Counteraction caused by the TRPV1 antagonist against attenuating effects of the CB1 antagonist on HDAC inhibitor‐ or CB1 agonist‐induced anxiolytic‐like behavioural alterations in the NC and/or IM treatment groups. The parameter values of the EPM test at the 2‐h time point after the last NC (0.8 mg/kg, sc) and/or IM (10 min) treatment are shown as means with SD bars (n = 10) for each anxiolytic‐like drug (HDAC inhibitor or CB1 agonist) plus CB1 antagonist cotreatment group with or without additional TRPV1 antagonist (with each ip dose [mg/kg]), and statistical significance in post hoc tests is denoted using the symbols as defined below.
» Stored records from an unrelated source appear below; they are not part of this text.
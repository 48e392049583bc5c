pub mod boundary;

pub use boundary::{Boundary, MIN_BOUNDARY_POINTS};

use slotmap::SlotMap;

use crate::error::BoundaryError;
use crate::math::Point3;
use crate::mesh::TriangleMesh;

slotmap::new_key_type! {
    /// Unique identifier for a plane in the room store.
    pub struct PlaneId;
}

/// The role a measured plane plays in the room.
#[derive(Debug, Clone, Copy, PartialEq, Eq)]
pub enum PlaneKind {
    /// The walkable ground plane.
    Floor,
    /// The overhead plane.
    Ceiling,
    /// A vertical plane between floor and ceiling.
    Wall,
}

/// A finished room plane: its outline, world pivot and generated mesh.
///
/// The mesh is local to `origin`, which carries the outline centroid and
/// the plane elevation; orienting the plane in world space is up to the
/// render layer.
#[derive(Debug, Clone)]
pub struct RoomPlane {
    /// The role of this plane.
    pub kind: PlaneKind,
    /// The closed outline, in plane-local coordinates.
    pub boundary: Boundary,
    /// World position of the mesh pivot.
    pub origin: Point3,
    /// The surface mesh, centered on `origin`.
    pub mesh: TriangleMesh,
}

/// Central arena that owns all measured room planes.
///
/// Planes are addressed via typed IDs (generational indices), so stale
/// handles are detected instead of aliasing a reused slot. At most one
/// floor is tracked at a time; committing a new floor replaces the old.
#[derive(Debug, Default)]
pub struct RoomStore {
    planes: SlotMap<PlaneId, RoomPlane>,
    floor: Option<PlaneId>,
}

impl RoomStore {
    /// Creates a new, empty room store.
    #[must_use]
    pub fn new() -> Self {
        Self::default()
    }

    /// Inserts a plane and returns its ID.
    ///
    /// A `Floor` plane replaces any previously tracked floor, which is
    /// removed from the store.
    pub fn add_plane(&mut self, plane: RoomPlane) -> PlaneId {
        let kind = plane.kind;
        let id = self.planes.insert(plane);
        if kind == PlaneKind::Floor {
            if let Some(old) = self.floor.replace(id) {
                self.planes.remove(old);
            }
        }
        id
    }

    /// Returns a reference to the plane data, or an error if not found.
    ///
    /// # Errors
    ///
    /// Returns an error if the plane is not in the store.
    pub fn plane(&self, id: PlaneId) -> Result<&RoomPlane, BoundaryError> {
        self.planes.get(id).ok_or(BoundaryError::PlaneNotFound)
    }

    /// Returns a mutable reference to the plane data, or an error if not found.
    ///
    /// # Errors
    ///
    /// Returns an error if the plane is not in the store.
    pub fn plane_mut(&mut self, id: PlaneId) -> Result<&mut RoomPlane, BoundaryError> {
        self.planes.get_mut(id).ok_or(BoundaryError::PlaneNotFound)
    }

    /// Removes a plane and returns its data.
    ///
    /// # Errors
    ///
    /// Returns an error if the plane is not in the store.
    pub fn remove_plane(&mut self, id: PlaneId) -> Result<RoomPlane, BoundaryError> {
        if self.floor == Some(id) {
            self.floor = None;
        }
        self.planes.remove(id).ok_or(BoundaryError::PlaneNotFound)
    }

    /// Returns the tracked floor plane, if one has been committed.
    #[must_use]
    pub fn floor(&self) -> Option<PlaneId> {
        self.floor
    }

    /// Returns the number of planes in the store.
    #[must_use]
    pub fn len(&self) -> usize {
        self.planes.len()
    }

    /// Returns `true` if the store holds no planes.
    #[must_use]
    pub fn is_empty(&self) -> bool {
        self.planes.is_empty()
    }

    /// Iterates over all planes in the store.
    pub fn iter(&self) -> impl Iterator<Item = (PlaneId, &RoomPlane)> {
        self.planes.iter()
    }
}
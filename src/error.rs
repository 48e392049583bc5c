use thiserror::Error;

/// Top-level error type for the Tessella geometry kernel.
#[derive(Debug, Error)]
pub enum TessellaError {
    #[error(transparent)]
    Geometry(#[from] GeometryError),

    #[error(transparent)]
    Boundary(#[from] BoundaryError),

    #[error(transparent)]
    Catalog(#[from] CatalogError),
}

/// Errors related to geometric computations.
#[derive(Debug, Error)]
pub enum GeometryError {
    #[error("degenerate geometry: {0}")]
    Degenerate(String),

    #[error("zero-length vector")]
    ZeroVector,
}

/// Errors related to room boundaries and the room store.
#[derive(Debug, Error)]
pub enum BoundaryError {
    #[error("{actual} points are not enough, at least {required} required")]
    InsufficientPoints { required: usize, actual: usize },

    #[error("boundary is not closed")]
    NotClosed,

    #[error("boundary is already closed")]
    AlreadyClosed,

    #[error("point index {index} is out of range for a boundary of {len} points")]
    PointOutOfRange { index: usize, len: usize },

    #[error("plane not found in room store")]
    PlaneNotFound,
}

/// Errors related to the tile catalog on disk.
#[derive(Debug, Error)]
pub enum CatalogError {
    #[error("catalog file: {0}")]
    Io(#[from] std::io::Error),

    #[error("catalog record: {0}")]
    Parse(#[from] serde_json::Error),
}

/// Convenience type alias for results using [`TessellaError`].
pub type Result<T> = std::result::Result<T, TessellaError>;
The detailed data and statistical results have been included in Table S4. (A) SB (100 mg/kg, ip) plus SR (1 mg/kg, ip) cotreatment groups with (or without) additional CZ (1 mg/kg, ip) (SB + SR + CZ groups); (B) VA (300 mg/kg, ip) plus SR (1 mg/kg, ip) cotreatment groups with (or without) additional CZ (1 mg/kg, ip) (VA + SR + CZ groups); (C) AC (0.2 mg/kg, ip) plus SR (1 mg/kg, ip) cotreatment groups with (or without) additional CZ (1 mg/kg, ip) (AC + SR + CZ groups). **P < 0.01: significant attenuation as compared with the control group; ++P < 0.01: significant increase as compared with the NC, IM, or NC‐IM group without any cotreatments; $$P < 0.01: significant attenuation as compared with the IM group without any cotreatments; ##P < 0.01: significant attenuation as compared with the NC, IM, or NC‐IM group cotreated with the efficacious (anxiolytic‐like) HDAC inhibitor or CB1 agonist; &&P < 0.01: significant increase as compared with the NC, IM, or NC‐IM group cotreated with the mitigating drug (HDAC inhibitor or CB1 agonist) plus SR.